2020 Race: Michael Bloomberg pays felons’ fines to help flip Florida for Joe Biden
Michael Bloomberg helps to pay the fines of 32,000 convicted criminals in Florida to help them to take part in the US election.
Michael Bloomberg has helped to pay the fines of 32,000 convicted criminals in Florida to enable them to take part in the US election as tightening polls put president trump in the lead among those likely to vote there.
Mr Bloomberg, the media billionaire who briefly contended the Democratic presidential nomination, promised to spend dollars 100 million to flip the closely fought southern state, which Mr Trump needs to hold to retain the presidency. Early voting starts there on Thursday.
Mr Trump was buoyed yesterday by a poll showing him four points ahead of Joe Biden, the Democratic nominee, among those likely to vote in Florida, while trailing by one point with all registered voters.

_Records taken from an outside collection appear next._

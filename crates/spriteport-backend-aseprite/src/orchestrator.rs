//! Aseprite subprocess orchestrator.
//!
//! Resolves the Aseprite executable, expands the argument template for one
//! source file and runs the process to completion with a timeout.

use std::io::Read;
use std::path::{Path, PathBuf};
use std::process::{Child, Command, ExitStatus, Stdio};
use std::thread::JoinHandle;
use std::time::{Duration, Instant};

use spriteport_spec::config::{default_tool_args, DEFAULT_TOOL_TIMEOUT_SECS};
use spriteport_spec::{ExportRequest, ImportError, PipelineResult, SheetExporter, ToolSettings};

use crate::error::{ToolError, ToolResult};

/// Environment variable consulted when no path is configured.
pub const TOOL_PATH_ENV: &str = "ASEPRITE_PATH";

/// Placeholder for the source file in the argument template.
pub const INPUT_PLACEHOLDER: &str = "{input}";
/// Placeholder for the sheet image output.
pub const SHEET_PLACEHOLDER: &str = "{sheet}";
/// Placeholder for the metadata output.
pub const DATA_PLACEHOLDER: &str = "{data}";

/// Configuration for the orchestrator.
#[derive(Debug, Clone)]
pub struct OrchestratorConfig {
    /// Explicit executable path.
    pub tool_path: Option<PathBuf>,
    /// Argument template.
    pub args: Vec<String>,
    /// Timeout for one run.
    pub timeout: Duration,
}

impl Default for OrchestratorConfig {
    fn default() -> Self {
        Self {
            tool_path: None,
            args: default_tool_args(),
            timeout: Duration::from_secs(DEFAULT_TOOL_TIMEOUT_SECS),
        }
    }
}

impl OrchestratorConfig {
    /// Builds a config from the importer's tool settings.
    pub fn from_settings(settings: &ToolSettings) -> Self {
        Self {
            tool_path: settings.path.clone(),
            args: settings.args.clone(),
            timeout: Duration::from_secs(settings.timeout_secs.max(1)),
        }
    }

    /// Sets the executable path.
    pub fn tool_path(mut self, path: impl Into<PathBuf>) -> Self {
        self.tool_path = Some(path.into());
        self
    }

    /// Replaces the argument template.
    pub fn args<I, S>(mut self, args: I) -> Self
    where
        I: IntoIterator<Item = S>,
        S: Into<String>,
    {
        self.args = args.into_iter().map(Into::into).collect();
        self
    }

    /// Sets the timeout in seconds.
    pub fn timeout_secs(mut self, secs: u64) -> Self {
        self.timeout = Duration::from_secs(secs);
        self
    }
}

/// Output of a successful tool run.
#[derive(Debug, Clone)]
pub struct ToolRun {
    pub stdout: String,
    pub stderr: String,
    pub elapsed: Duration,
}

/// The Aseprite subprocess orchestrator.
#[derive(Debug, Clone, Default)]
pub struct Orchestrator {
    config: OrchestratorConfig,
}

impl Orchestrator {
    /// Creates a new orchestrator with default configuration.
    pub fn new() -> Self {
        Self::default()
    }

    /// Creates a new orchestrator with the given configuration.
    pub fn with_config(config: OrchestratorConfig) -> Self {
        Self { config }
    }

    pub fn config(&self) -> &OrchestratorConfig {
        &self.config
    }

    /// Finds the Aseprite executable.
    ///
    /// A configured path wins and must exist. Otherwise `ASEPRITE_PATH`, the
    /// system `PATH` and common install locations are searched in that order.
    pub fn find_tool(&self) -> ToolResult<PathBuf> {
        if let Some(ref path) = self.config.tool_path {
            let path = normalize_tool_path(path);
            if path.exists() {
                return Ok(path);
            }
            // A bare name like "aseprite" is looked up on PATH.
            if path.components().count() == 1 {
                if let Ok(found) = which::which(&path) {
                    return Ok(found);
                }
            }
            return Err(ToolError::ConfiguredPathMissing { path });
        }

        if let Ok(path) = std::env::var(TOOL_PATH_ENV) {
            let path = normalize_tool_path(Path::new(&path));
            if path.exists() {
                return Ok(path);
            }
        }

        let names = if cfg!(windows) {
            vec!["aseprite.exe", "aseprite"]
        } else {
            vec!["aseprite"]
        };
        for name in names {
            if let Ok(path) = which::which(name) {
                return Ok(path);
            }
        }

        let common_paths = if cfg!(windows) {
            vec![
                "C:\\Program Files\\Aseprite\\Aseprite.exe",
                "C:\\Program Files (x86)\\Aseprite\\Aseprite.exe",
                "C:\\Program Files (x86)\\Steam\\steamapps\\common\\Aseprite\\Aseprite.exe",
            ]
        } else if cfg!(target_os = "macos") {
            vec![
                "/Applications/Aseprite.app/Contents/MacOS/aseprite",
                "/Applications/Steam.app/Contents/MacOS/Aseprite.app/Contents/MacOS/aseprite",
            ]
        } else {
            vec![
                "/usr/bin/aseprite",
                "/usr/local/bin/aseprite",
                "/opt/aseprite/aseprite",
            ]
        };
        for path_str in common_paths {
            let path = PathBuf::from(path_str);
            if path.exists() {
                return Ok(path);
            }
        }

        Err(ToolError::ToolNotFound)
    }

    /// Returns true when the tool can be resolved.
    pub fn is_available(&self) -> bool {
        self.find_tool().is_ok()
    }

    /// Asks the tool for its version string.
    pub fn version(&self) -> ToolResult<String> {
        let tool = self.find_tool()?;
        let output = Command::new(&tool)
            .arg("--version")
            .stdin(Stdio::null())
            .output()
            .map_err(ToolError::SpawnFailed)?;
        if !output.status.success() {
            return Err(ToolError::process_failed(
                output.status.code().unwrap_or(-1),
                String::from_utf8_lossy(&output.stdout),
                String::from_utf8_lossy(&output.stderr),
            ));
        }
        Ok(String::from_utf8_lossy(&output.stdout).trim().to_string())
    }

    /// Runs the tool for one source file and checks both outputs exist.
    pub fn run(&self, request: &ExportRequest) -> ToolResult<ToolRun> {
        let tool = self.find_tool()?;
        let args = expand_args(&self.config.args, request)?;

        if let Some(parent) = request.data_path.parent() {
            std::fs::create_dir_all(parent)?;
        }
        if let Some(parent) = request.sheet_path.parent() {
            std::fs::create_dir_all(parent)?;
        }

        let mut cmd = Command::new(&tool);
        cmd.args(&args)
            .stdin(Stdio::null())
            .stdout(Stdio::piped())
            .stderr(Stdio::piped());

        let start = Instant::now();
        let child = cmd.spawn().map_err(ToolError::SpawnFailed)?;
        let (status, stdout, stderr) = wait_with_timeout(child, self.config.timeout)?;

        if !status.success() {
            let exit_code = status.code().unwrap_or(-1);
            return Err(ToolError::process_failed(exit_code, stdout, stderr));
        }

        for path in [&request.data_path, &request.sheet_path] {
            if !path.is_file() {
                return Err(ToolError::OutputNotFound { path: path.clone() });
            }
        }

        Ok(ToolRun {
            stdout,
            stderr,
            elapsed: start.elapsed(),
        })
    }
}

impl SheetExporter for Orchestrator {
    fn export(&self, request: &ExportRequest) -> PipelineResult<()> {
        self.run(request).map(|_| ()).map_err(|err| {
            let diagnostics = err.diagnostics();
            ImportError::external_tool(&request.input, err.to_string(), diagnostics)
        })
    }

    fn describe(&self) -> String {
        match self.find_tool() {
            Ok(path) => format!("aseprite ({})", path.display()),
            Err(err) => format!("aseprite (unavailable: {err})"),
        }
    }
}

/// Maps a macOS application bundle to the executable inside it.
pub fn normalize_tool_path(path: &Path) -> PathBuf {
    if path.extension().is_some_and(|ext| ext == "app") && path.is_dir() {
        return path.join("Contents").join("MacOS").join("aseprite");
    }
    path.to_path_buf()
}

/// Substitutes the request paths into the argument template.
///
/// Every placeholder must appear in the template; other brace groups are
/// passed through untouched.
pub fn expand_args(template: &[String], request: &ExportRequest) -> ToolResult<Vec<String>> {
    for placeholder in [INPUT_PLACEHOLDER, SHEET_PLACEHOLDER, DATA_PLACEHOLDER] {
        if !template.iter().any(|arg| arg.contains(placeholder)) {
            return Err(ToolError::MissingPlaceholder { placeholder });
        }
    }

    let input = request.input.to_string_lossy();
    let sheet = request.sheet_path.to_string_lossy();
    let data = request.data_path.to_string_lossy();

    Ok(template
        .iter()
        .map(|arg| {
            arg.replace(INPUT_PLACEHOLDER, &input)
                .replace(SHEET_PLACEHOLDER, &sheet)
                .replace(DATA_PLACEHOLDER, &data)
        })
        .collect())
}

fn drain<R: Read + Send + 'static>(pipe: Option<R>) -> Option<JoinHandle<String>> {
    pipe.map(|mut pipe| {
        std::thread::spawn(move || {
            let mut buf = Vec::new();
            let _ = pipe.read_to_end(&mut buf);
            String::from_utf8_lossy(&buf).to_string()
        })
    })
}

fn join(handle: Option<JoinHandle<String>>) -> String {
    handle.and_then(|h| h.join().ok()).unwrap_or_default()
}

/// How long captured output is waited for after a timeout kill.
const KILL_DRAIN_GRACE: Duration = Duration::from_secs(1);

/// Joins a drain thread unless it is still blocked after `grace`.
///
/// A killed tool can leave a child process holding the pipe open; its
/// output is dropped rather than waited for.
fn join_within(handle: Option<JoinHandle<String>>, grace: Duration) -> String {
    let Some(handle) = handle else {
        return String::new();
    };
    let start = Instant::now();
    while !handle.is_finished() {
        if start.elapsed() > grace {
            return String::new();
        }
        std::thread::sleep(Duration::from_millis(10));
    }
    handle.join().unwrap_or_default()
}

fn wait_with_timeout(mut child: Child, timeout: Duration) -> ToolResult<(ExitStatus, String, String)> {
    // Drain both pipes concurrently so a chatty tool cannot block on a full pipe.
    let stdout = drain(child.stdout.take());
    let stderr = drain(child.stderr.take());

    let start = Instant::now();
    let status = loop {
        match child.try_wait() {
            Ok(Some(status)) => break status,
            Ok(None) => {
                if start.elapsed() > timeout {
                    let _ = child.kill();
                    let _ = child.wait();
                    return Err(ToolError::Timeout {
                        timeout_secs: timeout.as_secs(),
                        stdout: join_within(stdout, KILL_DRAIN_GRACE),
                        stderr: join_within(stderr, KILL_DRAIN_GRACE),
                    });
                }
                std::thread::sleep(Duration::from_millis(25));
            }
            Err(e) => return Err(ToolError::SpawnFailed(e)),
        }
    };

    Ok((status, join(stdout), join(stderr)))
}
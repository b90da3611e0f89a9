//! spriteport Aseprite Backend
//!
//! This crate drives Aseprite as an out-of-process sheet exporter and decodes
//! the metadata it writes.
//!
//! # Architecture
//!
//! 1. **Orchestrator** - resolves the executable, expands the argument
//!    template for one source file and waits for the process with a timeout.
//! 2. **Metadata parser** - decodes the JSON document (array or mapping
//!    layout) into [`spriteport_spec::ParsedSheet`].
//!
//! The orchestrator implements [`spriteport_spec::SheetExporter`], which is
//! what the import pipeline depends on.
//!
//! # Example
//!
//! ```ignore
//! use spriteport_backend_aseprite::{parse_metadata, Orchestrator, OrchestratorConfig};
//! use spriteport_spec::ExportRequest;
//! use std::path::Path;
//!
//! let orchestrator = Orchestrator::with_config(
//!     OrchestratorConfig::default().tool_path("/usr/bin/aseprite"),
//! );
//! let request = ExportRequest::in_staging_dir(Path::new("hero.aseprite"), Path::new("/tmp/stage"));
//! orchestrator.run(&request)?;
//!
//! let sheet = parse_metadata(&std::fs::read_to_string(&request.data_path)?)?;
//! println!("{} frames", sheet.frames.len());
//! ```
//!
//! # Aseprite Requirements
//!
//! The orchestrator searches for Aseprite in:
//!
//! 1. The configured `tool.path`
//! 2. `ASEPRITE_PATH` environment variable
//! 3. System PATH
//! 4. Common installation locations (platform-specific)

pub mod error;
pub mod metadata;
pub mod orchestrator;

// Re-export main types at crate root
pub use error::{MetadataError, MetadataResult, ToolError, ToolResult};
pub use metadata::{parse_metadata, parse_metadata_value, FrameLayout};
pub use orchestrator::{expand_args, Orchestrator, OrchestratorConfig, ToolRun, TOOL_PATH_ENV};

/// File extensions the tool can import.
pub const SOURCE_EXTENSIONS: &[&str] = &["ase", "aseprite"];

/// Returns true if `path` names a file the tool can import.
pub fn is_valid_source(path: &std::path::Path) -> bool {
    path.extension()
        .and_then(|ext| ext.to_str())
        .is_some_and(|ext| {
            SOURCE_EXTENSIONS
                .iter()
                .any(|known| ext.eq_ignore_ascii_case(known))
        })
}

The contest was even closer in the battleground state of Arizona, with Mr Trump ahead by one point among those likely to vote and Mr Biden ahead by one point with all registered voters. Only last month the Democrat was put as much as eight points ahead in Florida and he retains a ten-day average lead of 1.5. Mr Trump won both states four years ago.
Mr Biden, 77, received his own boost when Cindy McCain, widow of John McCain, the former Arizona senator and 2008 Republican presidential nominee, endorsed him.
Mr Trump, 74, has moved his personal residence from New York to Florida and will hold a rally there in Jacksonville on Thursday night as both sides invest resources into the state, which has backed the winner in 13 of the past 14 elections.
Mr Bloomberg, 78, a three-term mayor of New York and longtime adversary of Mr Trump, said that of the dollars 100 million he would spend supporting Mr Biden’s campaign in the state more than dollars 16 million would go towards a fund that pays criminal fines.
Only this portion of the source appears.